__Data provided__
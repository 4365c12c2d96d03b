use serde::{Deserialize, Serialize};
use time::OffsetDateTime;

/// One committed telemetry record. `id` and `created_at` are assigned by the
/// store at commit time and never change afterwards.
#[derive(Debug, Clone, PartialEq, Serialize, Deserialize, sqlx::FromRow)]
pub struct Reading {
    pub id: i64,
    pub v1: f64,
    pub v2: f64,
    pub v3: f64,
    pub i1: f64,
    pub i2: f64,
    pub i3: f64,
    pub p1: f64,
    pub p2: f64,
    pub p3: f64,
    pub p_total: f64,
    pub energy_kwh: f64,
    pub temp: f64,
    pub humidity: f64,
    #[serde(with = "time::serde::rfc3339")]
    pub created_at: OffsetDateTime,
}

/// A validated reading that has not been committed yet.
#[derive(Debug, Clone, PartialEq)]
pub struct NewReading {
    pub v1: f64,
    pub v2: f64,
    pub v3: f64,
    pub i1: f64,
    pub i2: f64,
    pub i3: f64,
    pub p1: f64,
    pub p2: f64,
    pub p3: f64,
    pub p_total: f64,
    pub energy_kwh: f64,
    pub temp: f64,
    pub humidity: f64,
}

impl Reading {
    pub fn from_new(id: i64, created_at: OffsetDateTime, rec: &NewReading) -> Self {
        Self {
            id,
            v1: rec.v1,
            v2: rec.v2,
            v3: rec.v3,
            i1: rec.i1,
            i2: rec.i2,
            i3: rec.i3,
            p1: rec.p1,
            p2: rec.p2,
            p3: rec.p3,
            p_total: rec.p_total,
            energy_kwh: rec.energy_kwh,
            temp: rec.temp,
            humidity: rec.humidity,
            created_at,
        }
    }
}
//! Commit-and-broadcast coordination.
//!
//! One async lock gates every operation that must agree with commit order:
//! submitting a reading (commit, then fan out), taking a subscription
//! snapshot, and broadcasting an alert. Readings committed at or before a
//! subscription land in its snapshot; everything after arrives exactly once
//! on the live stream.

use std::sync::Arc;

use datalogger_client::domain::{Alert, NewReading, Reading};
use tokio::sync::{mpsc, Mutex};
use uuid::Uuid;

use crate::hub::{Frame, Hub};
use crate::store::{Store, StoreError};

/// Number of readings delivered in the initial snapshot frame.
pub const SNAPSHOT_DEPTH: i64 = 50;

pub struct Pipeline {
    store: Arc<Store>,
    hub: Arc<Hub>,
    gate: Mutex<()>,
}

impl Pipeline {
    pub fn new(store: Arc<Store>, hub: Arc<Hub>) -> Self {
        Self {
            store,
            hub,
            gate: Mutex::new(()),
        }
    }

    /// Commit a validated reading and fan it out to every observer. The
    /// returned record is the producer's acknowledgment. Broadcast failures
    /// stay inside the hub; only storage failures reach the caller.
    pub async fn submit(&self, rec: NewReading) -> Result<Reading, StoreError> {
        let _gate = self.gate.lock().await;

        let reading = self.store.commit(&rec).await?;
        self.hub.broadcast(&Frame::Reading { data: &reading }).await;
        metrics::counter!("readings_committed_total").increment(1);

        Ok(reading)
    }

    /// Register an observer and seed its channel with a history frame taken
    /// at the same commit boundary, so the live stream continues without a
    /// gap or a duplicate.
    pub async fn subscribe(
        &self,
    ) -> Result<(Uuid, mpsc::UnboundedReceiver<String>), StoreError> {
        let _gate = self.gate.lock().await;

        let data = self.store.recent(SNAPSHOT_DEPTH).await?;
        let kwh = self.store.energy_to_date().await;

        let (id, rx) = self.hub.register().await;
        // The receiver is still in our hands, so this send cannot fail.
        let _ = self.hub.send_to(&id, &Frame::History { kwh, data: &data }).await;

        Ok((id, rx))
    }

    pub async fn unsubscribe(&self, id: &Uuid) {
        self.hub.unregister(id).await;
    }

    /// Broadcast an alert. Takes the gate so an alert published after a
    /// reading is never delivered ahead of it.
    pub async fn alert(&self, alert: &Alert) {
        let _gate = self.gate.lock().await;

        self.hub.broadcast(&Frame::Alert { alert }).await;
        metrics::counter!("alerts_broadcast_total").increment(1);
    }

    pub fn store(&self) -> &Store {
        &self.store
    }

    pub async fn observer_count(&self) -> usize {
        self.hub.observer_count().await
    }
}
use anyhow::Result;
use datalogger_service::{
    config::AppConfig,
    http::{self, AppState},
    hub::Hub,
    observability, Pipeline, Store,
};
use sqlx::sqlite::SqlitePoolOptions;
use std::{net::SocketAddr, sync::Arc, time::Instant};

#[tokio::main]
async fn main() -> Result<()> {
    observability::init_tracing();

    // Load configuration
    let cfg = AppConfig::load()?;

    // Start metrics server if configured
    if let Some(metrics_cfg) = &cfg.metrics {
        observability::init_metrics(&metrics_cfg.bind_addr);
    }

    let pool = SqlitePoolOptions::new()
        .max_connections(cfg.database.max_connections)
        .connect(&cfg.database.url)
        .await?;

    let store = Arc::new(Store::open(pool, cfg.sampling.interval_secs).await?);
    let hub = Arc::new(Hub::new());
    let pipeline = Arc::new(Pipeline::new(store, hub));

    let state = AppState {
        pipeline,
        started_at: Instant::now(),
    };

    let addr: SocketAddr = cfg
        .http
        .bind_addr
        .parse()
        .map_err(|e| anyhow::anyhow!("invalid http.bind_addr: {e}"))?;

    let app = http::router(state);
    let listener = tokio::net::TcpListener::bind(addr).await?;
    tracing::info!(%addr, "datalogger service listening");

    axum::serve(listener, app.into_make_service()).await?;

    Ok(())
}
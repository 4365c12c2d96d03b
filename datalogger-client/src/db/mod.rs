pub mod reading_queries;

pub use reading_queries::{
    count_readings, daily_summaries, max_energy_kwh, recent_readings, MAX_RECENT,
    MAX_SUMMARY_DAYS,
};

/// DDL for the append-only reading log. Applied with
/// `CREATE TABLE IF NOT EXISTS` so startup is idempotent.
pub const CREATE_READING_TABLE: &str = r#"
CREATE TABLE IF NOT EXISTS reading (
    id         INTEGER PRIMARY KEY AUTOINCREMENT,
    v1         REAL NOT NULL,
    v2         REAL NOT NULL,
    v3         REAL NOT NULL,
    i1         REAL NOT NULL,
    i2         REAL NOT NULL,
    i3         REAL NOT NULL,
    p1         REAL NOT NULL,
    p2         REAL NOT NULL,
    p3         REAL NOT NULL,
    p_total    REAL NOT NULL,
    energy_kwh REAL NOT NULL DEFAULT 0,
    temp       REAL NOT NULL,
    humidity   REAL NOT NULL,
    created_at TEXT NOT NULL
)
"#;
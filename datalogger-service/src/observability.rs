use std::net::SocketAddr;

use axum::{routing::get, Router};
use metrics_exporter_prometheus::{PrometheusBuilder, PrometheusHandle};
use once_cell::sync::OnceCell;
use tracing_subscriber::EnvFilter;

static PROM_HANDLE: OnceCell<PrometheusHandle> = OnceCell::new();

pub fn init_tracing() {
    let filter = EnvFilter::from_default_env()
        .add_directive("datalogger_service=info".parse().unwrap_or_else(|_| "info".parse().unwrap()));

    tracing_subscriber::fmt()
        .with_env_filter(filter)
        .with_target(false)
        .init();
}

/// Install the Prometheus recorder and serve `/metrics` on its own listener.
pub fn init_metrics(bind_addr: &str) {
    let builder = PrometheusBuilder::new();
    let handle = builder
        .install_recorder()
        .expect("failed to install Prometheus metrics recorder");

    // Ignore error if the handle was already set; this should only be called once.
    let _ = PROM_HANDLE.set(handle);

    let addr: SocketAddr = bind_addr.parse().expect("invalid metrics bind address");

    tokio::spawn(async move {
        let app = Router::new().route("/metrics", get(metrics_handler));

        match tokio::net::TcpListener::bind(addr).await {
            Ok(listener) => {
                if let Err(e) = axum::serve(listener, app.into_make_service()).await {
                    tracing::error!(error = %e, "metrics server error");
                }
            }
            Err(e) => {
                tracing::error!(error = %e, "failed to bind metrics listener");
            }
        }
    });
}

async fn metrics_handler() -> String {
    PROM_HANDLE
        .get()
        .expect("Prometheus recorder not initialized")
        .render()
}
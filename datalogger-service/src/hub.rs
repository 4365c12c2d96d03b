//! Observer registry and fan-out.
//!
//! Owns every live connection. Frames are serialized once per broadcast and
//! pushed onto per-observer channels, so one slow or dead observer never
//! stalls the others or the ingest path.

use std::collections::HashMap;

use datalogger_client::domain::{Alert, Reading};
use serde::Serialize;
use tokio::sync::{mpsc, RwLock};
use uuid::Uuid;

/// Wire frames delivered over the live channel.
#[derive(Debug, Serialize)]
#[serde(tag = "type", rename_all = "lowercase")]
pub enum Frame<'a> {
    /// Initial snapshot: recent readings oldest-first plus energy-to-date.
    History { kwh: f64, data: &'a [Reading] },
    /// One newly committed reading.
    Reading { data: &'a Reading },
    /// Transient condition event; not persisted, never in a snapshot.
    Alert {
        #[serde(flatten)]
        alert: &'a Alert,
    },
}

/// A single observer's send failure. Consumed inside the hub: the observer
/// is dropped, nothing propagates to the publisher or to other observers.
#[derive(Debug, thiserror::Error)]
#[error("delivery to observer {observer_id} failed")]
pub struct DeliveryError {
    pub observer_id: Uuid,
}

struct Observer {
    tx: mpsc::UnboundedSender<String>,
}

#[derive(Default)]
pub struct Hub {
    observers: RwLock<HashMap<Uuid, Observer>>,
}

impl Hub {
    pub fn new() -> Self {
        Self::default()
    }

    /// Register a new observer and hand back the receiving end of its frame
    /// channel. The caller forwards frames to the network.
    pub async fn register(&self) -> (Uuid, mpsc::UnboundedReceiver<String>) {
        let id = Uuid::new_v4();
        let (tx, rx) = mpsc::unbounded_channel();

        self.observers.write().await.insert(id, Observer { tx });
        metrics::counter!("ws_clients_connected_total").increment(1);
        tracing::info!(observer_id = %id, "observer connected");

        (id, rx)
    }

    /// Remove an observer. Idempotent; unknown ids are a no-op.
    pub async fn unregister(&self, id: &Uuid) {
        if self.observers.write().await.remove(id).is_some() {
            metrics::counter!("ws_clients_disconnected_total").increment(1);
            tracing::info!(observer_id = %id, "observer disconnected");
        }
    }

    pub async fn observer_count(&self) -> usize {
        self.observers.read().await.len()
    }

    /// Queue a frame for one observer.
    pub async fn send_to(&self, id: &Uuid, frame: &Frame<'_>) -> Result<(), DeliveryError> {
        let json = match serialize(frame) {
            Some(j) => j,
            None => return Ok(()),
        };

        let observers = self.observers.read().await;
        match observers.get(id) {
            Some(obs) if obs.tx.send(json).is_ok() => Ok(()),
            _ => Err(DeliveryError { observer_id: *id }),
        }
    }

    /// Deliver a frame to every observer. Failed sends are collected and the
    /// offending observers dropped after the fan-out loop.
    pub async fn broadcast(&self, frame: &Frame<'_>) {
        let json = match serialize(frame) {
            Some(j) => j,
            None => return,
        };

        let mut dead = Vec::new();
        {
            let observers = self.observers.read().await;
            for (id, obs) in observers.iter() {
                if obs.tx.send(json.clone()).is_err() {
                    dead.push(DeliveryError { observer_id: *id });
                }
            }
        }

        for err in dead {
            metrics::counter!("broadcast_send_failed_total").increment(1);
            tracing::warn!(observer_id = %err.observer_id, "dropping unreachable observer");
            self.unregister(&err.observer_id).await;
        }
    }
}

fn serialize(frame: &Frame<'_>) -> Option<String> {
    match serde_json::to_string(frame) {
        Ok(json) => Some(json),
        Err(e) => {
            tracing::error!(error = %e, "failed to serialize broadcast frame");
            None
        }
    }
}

...

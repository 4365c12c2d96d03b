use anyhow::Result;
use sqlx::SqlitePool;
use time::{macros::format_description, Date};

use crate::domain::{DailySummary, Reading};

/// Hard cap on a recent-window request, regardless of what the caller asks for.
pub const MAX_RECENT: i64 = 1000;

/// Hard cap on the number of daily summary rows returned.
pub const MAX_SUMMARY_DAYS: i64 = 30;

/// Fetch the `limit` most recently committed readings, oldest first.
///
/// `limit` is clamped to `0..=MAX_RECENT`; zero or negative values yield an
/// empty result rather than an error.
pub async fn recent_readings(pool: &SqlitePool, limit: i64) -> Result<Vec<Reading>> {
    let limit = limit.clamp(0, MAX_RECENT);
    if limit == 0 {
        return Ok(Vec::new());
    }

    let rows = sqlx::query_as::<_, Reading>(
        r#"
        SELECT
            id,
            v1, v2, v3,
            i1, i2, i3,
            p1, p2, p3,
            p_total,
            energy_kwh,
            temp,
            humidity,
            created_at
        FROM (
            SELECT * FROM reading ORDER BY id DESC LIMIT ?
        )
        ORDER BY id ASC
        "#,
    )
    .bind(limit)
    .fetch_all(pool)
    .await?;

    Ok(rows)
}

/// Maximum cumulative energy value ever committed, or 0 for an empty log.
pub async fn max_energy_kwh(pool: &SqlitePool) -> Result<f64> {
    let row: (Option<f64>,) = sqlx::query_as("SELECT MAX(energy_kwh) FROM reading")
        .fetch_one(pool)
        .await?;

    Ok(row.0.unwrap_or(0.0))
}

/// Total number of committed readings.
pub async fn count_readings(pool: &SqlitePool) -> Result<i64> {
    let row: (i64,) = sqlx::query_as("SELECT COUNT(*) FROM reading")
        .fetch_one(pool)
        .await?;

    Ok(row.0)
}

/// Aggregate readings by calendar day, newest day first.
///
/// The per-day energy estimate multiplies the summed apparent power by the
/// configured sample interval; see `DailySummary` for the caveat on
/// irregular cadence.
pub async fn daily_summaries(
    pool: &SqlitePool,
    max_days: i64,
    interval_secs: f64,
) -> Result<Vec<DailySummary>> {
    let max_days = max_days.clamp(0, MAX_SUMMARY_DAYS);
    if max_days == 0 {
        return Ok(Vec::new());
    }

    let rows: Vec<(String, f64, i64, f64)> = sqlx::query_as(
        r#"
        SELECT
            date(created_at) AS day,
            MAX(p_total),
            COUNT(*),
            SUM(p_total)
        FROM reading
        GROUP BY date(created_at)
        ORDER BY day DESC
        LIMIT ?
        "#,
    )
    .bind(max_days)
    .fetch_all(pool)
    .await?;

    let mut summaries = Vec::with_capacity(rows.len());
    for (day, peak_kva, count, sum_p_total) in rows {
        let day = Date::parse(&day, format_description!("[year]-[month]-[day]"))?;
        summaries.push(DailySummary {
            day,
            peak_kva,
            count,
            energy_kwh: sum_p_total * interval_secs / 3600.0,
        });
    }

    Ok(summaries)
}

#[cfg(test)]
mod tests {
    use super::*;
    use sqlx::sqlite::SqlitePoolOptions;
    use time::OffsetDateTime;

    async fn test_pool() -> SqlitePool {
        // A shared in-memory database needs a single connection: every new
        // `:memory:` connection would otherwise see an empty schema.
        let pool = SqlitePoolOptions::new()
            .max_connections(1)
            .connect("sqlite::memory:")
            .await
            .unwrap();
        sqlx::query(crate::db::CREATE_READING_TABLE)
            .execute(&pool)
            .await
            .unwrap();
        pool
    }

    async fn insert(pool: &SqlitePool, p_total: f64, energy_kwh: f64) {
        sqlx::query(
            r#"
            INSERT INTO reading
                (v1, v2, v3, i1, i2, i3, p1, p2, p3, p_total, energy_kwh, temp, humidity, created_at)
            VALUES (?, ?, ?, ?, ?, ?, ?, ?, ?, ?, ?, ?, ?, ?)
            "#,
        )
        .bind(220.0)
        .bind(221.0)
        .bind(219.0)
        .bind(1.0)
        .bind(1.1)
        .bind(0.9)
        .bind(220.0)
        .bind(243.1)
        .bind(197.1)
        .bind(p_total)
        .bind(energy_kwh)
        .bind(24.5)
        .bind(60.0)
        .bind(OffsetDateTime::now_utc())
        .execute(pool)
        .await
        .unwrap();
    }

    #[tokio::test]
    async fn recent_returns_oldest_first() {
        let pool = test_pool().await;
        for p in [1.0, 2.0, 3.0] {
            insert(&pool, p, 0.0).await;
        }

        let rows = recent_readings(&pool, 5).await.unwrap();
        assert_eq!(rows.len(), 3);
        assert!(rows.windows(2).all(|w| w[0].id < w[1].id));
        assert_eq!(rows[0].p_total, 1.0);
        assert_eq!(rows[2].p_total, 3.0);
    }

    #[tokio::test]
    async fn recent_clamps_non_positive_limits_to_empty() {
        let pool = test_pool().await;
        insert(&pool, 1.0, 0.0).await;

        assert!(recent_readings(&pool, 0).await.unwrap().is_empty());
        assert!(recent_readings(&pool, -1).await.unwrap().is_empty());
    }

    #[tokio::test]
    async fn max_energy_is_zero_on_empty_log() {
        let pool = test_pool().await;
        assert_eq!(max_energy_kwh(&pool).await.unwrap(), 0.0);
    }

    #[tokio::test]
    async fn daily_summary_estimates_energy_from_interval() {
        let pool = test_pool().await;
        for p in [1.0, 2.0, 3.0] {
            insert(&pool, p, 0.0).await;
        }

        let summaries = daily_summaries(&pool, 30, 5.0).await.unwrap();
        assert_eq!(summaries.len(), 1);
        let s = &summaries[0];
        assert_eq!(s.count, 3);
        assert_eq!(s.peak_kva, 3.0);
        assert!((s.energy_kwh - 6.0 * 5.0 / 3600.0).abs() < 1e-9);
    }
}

==

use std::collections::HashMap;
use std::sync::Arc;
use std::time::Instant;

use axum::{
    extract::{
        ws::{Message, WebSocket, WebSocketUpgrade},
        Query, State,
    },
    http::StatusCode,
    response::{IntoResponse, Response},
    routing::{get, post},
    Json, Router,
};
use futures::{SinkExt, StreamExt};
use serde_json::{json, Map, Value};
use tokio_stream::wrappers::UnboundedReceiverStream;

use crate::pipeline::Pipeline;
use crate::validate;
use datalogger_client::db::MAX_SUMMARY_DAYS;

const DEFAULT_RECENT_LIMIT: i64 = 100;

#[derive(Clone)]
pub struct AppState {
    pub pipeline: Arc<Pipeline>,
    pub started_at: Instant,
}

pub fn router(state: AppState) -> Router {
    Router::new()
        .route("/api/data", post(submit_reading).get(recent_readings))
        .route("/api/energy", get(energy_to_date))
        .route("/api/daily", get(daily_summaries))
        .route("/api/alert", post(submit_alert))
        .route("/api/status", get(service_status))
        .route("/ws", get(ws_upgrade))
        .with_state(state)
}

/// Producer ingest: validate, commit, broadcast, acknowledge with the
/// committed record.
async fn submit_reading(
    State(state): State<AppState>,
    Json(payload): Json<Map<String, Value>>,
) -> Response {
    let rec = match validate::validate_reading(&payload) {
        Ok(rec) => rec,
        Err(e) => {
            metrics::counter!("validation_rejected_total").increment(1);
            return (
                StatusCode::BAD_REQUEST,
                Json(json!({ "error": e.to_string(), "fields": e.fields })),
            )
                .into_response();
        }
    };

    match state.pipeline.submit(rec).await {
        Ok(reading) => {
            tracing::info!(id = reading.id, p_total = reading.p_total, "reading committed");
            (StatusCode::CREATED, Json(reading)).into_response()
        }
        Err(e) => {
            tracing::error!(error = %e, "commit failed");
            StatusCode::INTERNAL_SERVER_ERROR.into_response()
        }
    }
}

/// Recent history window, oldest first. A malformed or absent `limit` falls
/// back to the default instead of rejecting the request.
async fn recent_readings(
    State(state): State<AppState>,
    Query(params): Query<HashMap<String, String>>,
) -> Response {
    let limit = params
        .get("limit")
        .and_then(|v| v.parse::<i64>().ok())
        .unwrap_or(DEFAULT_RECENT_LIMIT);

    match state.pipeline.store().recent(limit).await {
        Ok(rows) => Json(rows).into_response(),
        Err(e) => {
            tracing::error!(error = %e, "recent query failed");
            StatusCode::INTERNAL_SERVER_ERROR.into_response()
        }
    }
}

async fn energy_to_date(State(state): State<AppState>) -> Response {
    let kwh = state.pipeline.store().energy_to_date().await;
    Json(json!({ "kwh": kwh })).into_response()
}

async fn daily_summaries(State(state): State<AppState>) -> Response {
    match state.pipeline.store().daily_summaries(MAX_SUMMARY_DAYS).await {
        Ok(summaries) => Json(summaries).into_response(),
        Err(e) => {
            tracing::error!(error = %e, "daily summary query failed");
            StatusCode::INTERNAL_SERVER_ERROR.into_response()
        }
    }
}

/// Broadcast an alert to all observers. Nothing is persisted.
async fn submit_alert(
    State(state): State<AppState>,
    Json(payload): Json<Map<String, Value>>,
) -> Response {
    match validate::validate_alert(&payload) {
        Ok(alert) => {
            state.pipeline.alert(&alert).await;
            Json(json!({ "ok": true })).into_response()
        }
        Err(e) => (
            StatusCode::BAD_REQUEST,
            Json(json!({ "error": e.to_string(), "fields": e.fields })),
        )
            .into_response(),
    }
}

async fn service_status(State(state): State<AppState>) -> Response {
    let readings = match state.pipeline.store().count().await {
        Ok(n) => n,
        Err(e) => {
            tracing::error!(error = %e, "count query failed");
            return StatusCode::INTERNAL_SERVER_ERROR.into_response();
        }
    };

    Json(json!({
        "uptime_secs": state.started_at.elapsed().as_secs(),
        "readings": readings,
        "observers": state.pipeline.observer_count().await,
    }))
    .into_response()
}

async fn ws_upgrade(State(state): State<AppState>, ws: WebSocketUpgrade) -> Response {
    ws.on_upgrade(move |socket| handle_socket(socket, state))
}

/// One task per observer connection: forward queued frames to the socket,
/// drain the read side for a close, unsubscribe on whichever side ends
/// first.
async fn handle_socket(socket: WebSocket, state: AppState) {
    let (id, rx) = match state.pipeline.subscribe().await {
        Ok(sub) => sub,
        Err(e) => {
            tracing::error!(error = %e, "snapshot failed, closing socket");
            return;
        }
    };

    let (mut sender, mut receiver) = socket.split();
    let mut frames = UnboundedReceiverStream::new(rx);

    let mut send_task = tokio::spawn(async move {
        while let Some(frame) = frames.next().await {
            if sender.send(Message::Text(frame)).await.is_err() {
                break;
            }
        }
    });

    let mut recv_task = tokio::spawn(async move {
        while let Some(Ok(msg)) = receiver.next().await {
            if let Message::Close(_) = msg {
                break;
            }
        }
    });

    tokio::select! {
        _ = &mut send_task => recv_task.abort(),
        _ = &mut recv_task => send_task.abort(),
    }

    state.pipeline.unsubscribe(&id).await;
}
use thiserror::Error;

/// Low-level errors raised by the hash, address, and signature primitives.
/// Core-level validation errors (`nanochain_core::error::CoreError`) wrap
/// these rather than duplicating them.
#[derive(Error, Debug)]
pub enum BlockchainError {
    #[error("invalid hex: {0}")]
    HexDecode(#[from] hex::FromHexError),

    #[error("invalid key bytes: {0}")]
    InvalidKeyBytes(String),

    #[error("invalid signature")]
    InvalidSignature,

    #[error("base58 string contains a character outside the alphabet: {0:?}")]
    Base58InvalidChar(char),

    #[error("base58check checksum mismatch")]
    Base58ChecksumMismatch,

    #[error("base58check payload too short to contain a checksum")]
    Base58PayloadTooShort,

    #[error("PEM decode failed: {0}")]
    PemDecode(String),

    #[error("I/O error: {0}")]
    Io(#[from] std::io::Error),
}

__Exercise requirements__
Check each line of the listing for "OnceCell". Show those that have it.

__Solution to this task__
use once_cell::sync::OnceCell;
static PROM_HANDLE: OnceCell<PrometheusHandle> = OnceCell::new();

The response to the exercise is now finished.